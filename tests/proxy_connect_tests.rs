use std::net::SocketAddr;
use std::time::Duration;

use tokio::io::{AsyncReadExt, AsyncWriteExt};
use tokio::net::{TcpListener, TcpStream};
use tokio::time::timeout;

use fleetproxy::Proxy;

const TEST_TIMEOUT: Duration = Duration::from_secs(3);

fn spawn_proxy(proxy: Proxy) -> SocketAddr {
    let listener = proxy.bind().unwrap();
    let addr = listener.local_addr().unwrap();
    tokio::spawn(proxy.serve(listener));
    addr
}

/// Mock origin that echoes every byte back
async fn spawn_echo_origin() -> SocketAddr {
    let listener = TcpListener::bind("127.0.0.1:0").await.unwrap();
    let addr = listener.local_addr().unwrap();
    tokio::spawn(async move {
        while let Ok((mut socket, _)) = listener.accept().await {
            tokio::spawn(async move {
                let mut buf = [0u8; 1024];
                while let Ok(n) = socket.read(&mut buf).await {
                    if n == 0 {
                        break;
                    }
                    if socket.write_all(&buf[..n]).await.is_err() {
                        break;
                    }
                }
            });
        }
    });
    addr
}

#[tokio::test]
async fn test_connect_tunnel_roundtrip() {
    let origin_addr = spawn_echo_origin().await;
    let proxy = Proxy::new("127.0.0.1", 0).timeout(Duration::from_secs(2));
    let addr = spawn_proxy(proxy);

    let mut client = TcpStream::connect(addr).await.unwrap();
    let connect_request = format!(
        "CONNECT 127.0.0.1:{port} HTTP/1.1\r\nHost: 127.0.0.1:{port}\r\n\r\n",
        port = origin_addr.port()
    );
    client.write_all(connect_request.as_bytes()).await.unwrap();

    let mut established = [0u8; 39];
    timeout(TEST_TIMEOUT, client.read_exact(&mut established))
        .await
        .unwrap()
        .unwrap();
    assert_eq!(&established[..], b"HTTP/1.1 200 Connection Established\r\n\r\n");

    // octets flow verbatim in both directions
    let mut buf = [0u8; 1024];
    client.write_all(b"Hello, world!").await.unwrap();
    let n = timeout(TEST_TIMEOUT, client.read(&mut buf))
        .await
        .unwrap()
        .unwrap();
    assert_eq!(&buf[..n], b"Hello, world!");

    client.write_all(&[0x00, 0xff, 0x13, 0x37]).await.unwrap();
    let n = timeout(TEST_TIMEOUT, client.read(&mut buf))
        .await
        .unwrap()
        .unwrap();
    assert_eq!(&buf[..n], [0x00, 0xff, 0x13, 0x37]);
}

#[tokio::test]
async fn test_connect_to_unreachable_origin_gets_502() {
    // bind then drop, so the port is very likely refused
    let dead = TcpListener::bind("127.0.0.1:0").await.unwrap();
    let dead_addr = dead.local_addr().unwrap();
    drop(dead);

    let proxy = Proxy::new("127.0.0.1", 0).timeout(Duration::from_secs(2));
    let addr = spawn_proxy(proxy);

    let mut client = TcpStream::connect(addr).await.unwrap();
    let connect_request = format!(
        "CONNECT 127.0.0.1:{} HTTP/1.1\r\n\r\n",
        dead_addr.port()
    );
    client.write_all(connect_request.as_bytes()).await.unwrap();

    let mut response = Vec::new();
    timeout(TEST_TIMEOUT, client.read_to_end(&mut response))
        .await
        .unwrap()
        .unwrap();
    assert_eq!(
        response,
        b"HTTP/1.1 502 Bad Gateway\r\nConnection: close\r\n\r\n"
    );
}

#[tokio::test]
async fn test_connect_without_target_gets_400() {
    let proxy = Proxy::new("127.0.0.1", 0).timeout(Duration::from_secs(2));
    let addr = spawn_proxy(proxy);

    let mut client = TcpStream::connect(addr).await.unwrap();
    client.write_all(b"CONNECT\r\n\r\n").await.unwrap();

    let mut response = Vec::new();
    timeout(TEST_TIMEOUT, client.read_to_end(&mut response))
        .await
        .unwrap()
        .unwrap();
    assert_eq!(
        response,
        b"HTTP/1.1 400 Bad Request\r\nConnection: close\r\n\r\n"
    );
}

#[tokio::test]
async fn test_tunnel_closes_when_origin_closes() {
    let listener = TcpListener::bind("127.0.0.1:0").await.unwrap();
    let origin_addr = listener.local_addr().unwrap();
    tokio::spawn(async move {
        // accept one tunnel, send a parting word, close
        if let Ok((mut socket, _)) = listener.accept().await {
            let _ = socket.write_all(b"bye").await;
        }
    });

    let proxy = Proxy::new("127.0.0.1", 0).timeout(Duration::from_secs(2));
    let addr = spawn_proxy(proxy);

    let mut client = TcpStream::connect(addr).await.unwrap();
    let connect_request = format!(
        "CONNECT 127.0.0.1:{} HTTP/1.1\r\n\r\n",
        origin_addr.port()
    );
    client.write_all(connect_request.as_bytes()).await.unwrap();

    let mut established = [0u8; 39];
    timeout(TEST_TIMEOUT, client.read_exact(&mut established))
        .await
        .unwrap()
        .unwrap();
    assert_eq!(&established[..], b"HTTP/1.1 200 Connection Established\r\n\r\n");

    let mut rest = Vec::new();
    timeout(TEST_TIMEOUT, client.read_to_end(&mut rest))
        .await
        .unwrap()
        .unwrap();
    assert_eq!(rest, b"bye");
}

━━━━━━

In full and without changes, copy the entries above.

Solution.
filename tests/proxy_connect_tests.rs
use std::net::SocketAddr;
use std::time::Duration;

use tokio::io::{AsyncReadExt, AsyncWriteExt};
use tokio::net::{TcpListener, TcpStream};
use tokio::time::timeout;

use fleetproxy::Proxy;

const TEST_TIMEOUT: Duration = Duration::from_secs(3);

fn spawn_proxy(proxy: Proxy) -> SocketAddr {
    let listener = proxy.bind().unwrap();
    let addr = listener.local_addr().unwrap();
    tokio::spawn(proxy.serve(listener));
    addr
}

/// Mock origin that echoes every byte back
async fn spawn_echo_origin() -> SocketAddr {
    let listener = TcpListener::bind("127.0.0.1:0").await.unwrap();
    let addr = listener.local_addr().unwrap();
    tokio::spawn(async move {
        while let Ok((mut socket, _)) = listener.accept().await {
            tokio::spawn(async move {
                let mut buf = [0u8; 1024];
                while let Ok(n) = socket.read(&mut buf).await {
                    if n == 0 {
                        break;
                    }
                    if socket.write_all(&buf[..n]).await.is_err() {
                        break;
                    }
                }
            });
        }
    });
    addr
}

#[tokio::test]
async fn test_connect_tunnel_roundtrip() {
    let origin_addr = spawn_echo_origin().await;
    let proxy = Proxy::new("127.0.0.1", 0).timeout(Duration::from_secs(2));
    let addr = spawn_proxy(proxy);

    let mut client = TcpStream::connect(addr).await.unwrap();
    let connect_request = format!(
        "CONNECT 127.0.0.1:{port} HTTP/1.1\r\nHost: 127.0.0.1:{port}\r\n\r\n",
        port = origin_addr.port()
    );
    client.write_all(connect_request.as_bytes()).await.unwrap();

    let mut established = [0u8; 39];
    timeout(TEST_TIMEOUT, client.read_exact(&mut established))
        .await
        .unwrap()
        .unwrap();
    assert_eq!(&established[..], b"HTTP/1.1 200 Connection Established\r\n\r\n");

    // octets flow verbatim in both directions
    let mut buf = [0u8; 1024];
    client.write_all(b"Hello, world!").await.unwrap();
    let n = timeout(TEST_TIMEOUT, client.read(&mut buf))
        .await
        .unwrap()
        .unwrap();
    assert_eq!(&buf[..n], b"Hello, world!");

    client.write_all(&[0x00, 0xff, 0x13, 0x37]).await.unwrap();
    let n = timeout(TEST_TIMEOUT, client.read(&mut buf))
        .await
        .unwrap()
        .unwrap();
    assert_eq!(&buf[..n], [0x00, 0xff, 0x13, 0x37]);
}

#[tokio::test]
async fn test_connect_to_unreachable_origin_gets_502() {
    // bind then drop, so the port is very likely refused
    let dead = TcpListener::bind("127.0.0.1:0").await.unwrap();
    let dead_addr = dead.local_addr().unwrap();
    drop(dead);

    let proxy = Proxy::new("127.0.0.1", 0).timeout(Duration::from_secs(2));
    let addr = spawn_proxy(proxy);

    let mut client = TcpStream::connect(addr).await.unwrap();
    let connect_request = format!(
        "CONNECT 127.0.0.1:{} HTTP/1.1\r\n\r\n",
        dead_addr.port()
    );
    client.write_all(connect_request.as_bytes()).await.unwrap();

    let mut response = Vec::new();
    timeout(TEST_TIMEOUT, client.read_to_end(&mut response))
        .await
        .unwrap()
        .unwrap();
    assert_eq!(
        response,
        b"HTTP/1.1 502 Bad Gateway\r\nConnection: close\r\n\r\n"
    );
}

#[tokio::test]
async fn test_connect_without_target_gets_400() {
    let proxy = Proxy::new("127.0.0.1", 0).timeout(Duration::from_secs(2));
    let addr = spawn_proxy(proxy);

    let mut client = TcpStream::connect(addr).await.unwrap();
    client.write_all(b"CONNECT\r\n\r\n").await.unwrap();

    let mut response = Vec::new();
    timeout(TEST_TIMEOUT, client.read_to_end(&mut response))
        .await
        .unwrap()
        .unwrap();
    assert_eq!(
        response,
        b"HTTP/1.1 400 Bad Request\r\nConnection: close\r\n\r\n"
    );
}

#[tokio::test]
async fn test_tunnel_closes_when_origin_closes() {
    let listener = TcpListener::bind("127.0.0.1:0").await.unwrap();
    let origin_addr = listener.local_addr().unwrap();
    tokio::spawn(async move {
        // accept one tunnel, send a parting word, close
        if let Ok((mut socket, _)) = listener.accept().await {
            let _ = socket.write_all(b"bye").await;
        }
    });

    let proxy = Proxy::new("127.0.0.1", 0).timeout(Duration::from_secs(2));
    let addr = spawn_proxy(proxy);

    let mut client = TcpStream::connect(addr).await.unwrap();
    let connect_request = format!(
        "CONNECT 127.0.0.1:{} HTTP/1.1\r\n\r\n",
        origin_addr.port()
    );
    client.write_all(connect_request.as_bytes()).await.unwrap();

    let mut established = [0u8; 39];
    timeout(TEST_TIMEOUT, client.read_exact(&mut established))
        .await
        .unwrap()
        .unwrap();
    assert_eq!(&established[..], b"HTTP/1.1 200 Connection Established\r\n\r\n");

    let mut rest = Vec::new();
    timeout(TEST_TIMEOUT, client.read_to_end(&mut rest))
        .await
        .unwrap()
        .unwrap();
    assert_eq!(rest, b"bye");
}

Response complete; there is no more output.